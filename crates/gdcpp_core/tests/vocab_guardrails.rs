use std::collections::HashSet;

use gdcpp_core::NameMapping;
use gdcpp_core::builtins::{FUNCTION_REPLACEMENTS, VARIABLE_REPLACEMENTS, function_replacement, variable_replacement};
use gdcpp_core::hints::{EXPORT_HINTS, GROUP_ANNOTATIONS, is_export_annotation, property_hint};
use gdcpp_core::variant::{TYPE_TAG_PREFIX, VARIANT_TYPES};

fn assert_unique(table: &[NameMapping], what: &str) {
    let mut seen = HashSet::new();
    for entry in table {
        if !seen.insert(entry.script) {
            panic!("duplicate {} spelling {:?}", what, entry.script);
        }
    }
}

#[test]
fn function_replacements_unique_and_resolvable() {
    assert_unique(FUNCTION_REPLACEMENTS, "function");
    for entry in FUNCTION_REPLACEMENTS {
        assert_eq!(
            function_replacement(entry.script),
            Some(entry.native),
            "function replacement not resolvable: {}",
            entry.script
        );
    }
}

#[test]
fn variable_replacements_unique_and_resolvable() {
    assert_unique(VARIABLE_REPLACEMENTS, "variable");
    for entry in VARIABLE_REPLACEMENTS {
        assert_eq!(variable_replacement(entry.script), Some(entry.native));
    }
}

#[test]
fn export_hints_are_export_annotations() {
    assert_unique(EXPORT_HINTS, "export hint");
    for entry in EXPORT_HINTS {
        assert!(is_export_annotation(entry.script), "not an export annotation: {}", entry.script);
        assert!(entry.native.starts_with("PROPERTY_HINT_"), "bad hint constant: {}", entry.native);
        assert_eq!(property_hint(entry.script).as_deref(), Some(entry.native));
    }
}

#[test]
fn group_annotations_do_not_overlap_hints() {
    for group in GROUP_ANNOTATIONS {
        assert!(is_export_annotation(group.script));
        assert!(
            EXPORT_HINTS.iter().all(|hint| hint.script != group.script),
            "group annotation also listed as a hint: {}",
            group.script
        );
    }
}

#[test]
fn variant_tags_are_prefixed_and_unique() {
    let mut seen = HashSet::new();
    for tag in VARIANT_TYPES {
        assert!(tag.starts_with(TYPE_TAG_PREFIX), "tag without prefix: {}", tag);
        assert!(seen.insert(*tag), "duplicate tag {}", tag);
    }
}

※ ※ ※

*WHAT YOU HAVE TO DO*
Copy the entries word for word. Leave nothing out.

*COMPLETED EXERCISE*
filename crates/gdcpp_core/tests/vocab_guardrails.rs
use std::collections::HashSet;

use gdcpp_core::NameMapping;
use gdcpp_core::builtins::{FUNCTION_REPLACEMENTS, VARIABLE_REPLACEMENTS, function_replacement, variable_replacement};
use gdcpp_core::hints::{EXPORT_HINTS, GROUP_ANNOTATIONS, is_export_annotation, property_hint};
use gdcpp_core::variant::{TYPE_TAG_PREFIX, VARIANT_TYPES};

fn assert_unique(table: &[NameMapping], what: &str) {
    let mut seen = HashSet::new();
    for entry in table {
        if !seen.insert(entry.script) {
            panic!("duplicate {} spelling {:?}", what, entry.script);
        }
    }
}

#[test]
fn function_replacements_unique_and_resolvable() {
    assert_unique(FUNCTION_REPLACEMENTS, "function");
    for entry in FUNCTION_REPLACEMENTS {
        assert_eq!(
            function_replacement(entry.script),
            Some(entry.native),
            "function replacement not resolvable: {}",
            entry.script
        );
    }
}

#[test]
fn variable_replacements_unique_and_resolvable() {
    assert_unique(VARIABLE_REPLACEMENTS, "variable");
    for entry in VARIABLE_REPLACEMENTS {
        assert_eq!(variable_replacement(entry.script), Some(entry.native));
    }
}

#[test]
fn export_hints_are_export_annotations() {
    assert_unique(EXPORT_HINTS, "export hint");
    for entry in EXPORT_HINTS {
        assert!(is_export_annotation(entry.script), "not an export annotation: {}", entry.script);
        assert!(entry.native.starts_with("PROPERTY_HINT_"), "bad hint constant: {}", entry.native);
        assert_eq!(property_hint(entry.script).as_deref(), Some(entry.native));
    }
}

#[test]
fn group_annotations_do_not_overlap_hints() {
    for group in GROUP_ANNOTATIONS {
        assert!(is_export_annotation(group.script));
        assert!(
            EXPORT_HINTS.iter().all(|hint| hint.script != group.script),
            "group annotation also listed as a hint: {}",
            group.script
        );
    }
}

#[test]
fn variant_tags_are_prefixed_and_unique() {
    let mut seen = HashSet::new();
    for tag in VARIANT_TYPES {
        assert!(tag.starts_with(TYPE_TAG_PREFIX), "tag without prefix: {}", tag);
        assert!(seen.insert(*tag), "duplicate tag {}", tag);
    }
}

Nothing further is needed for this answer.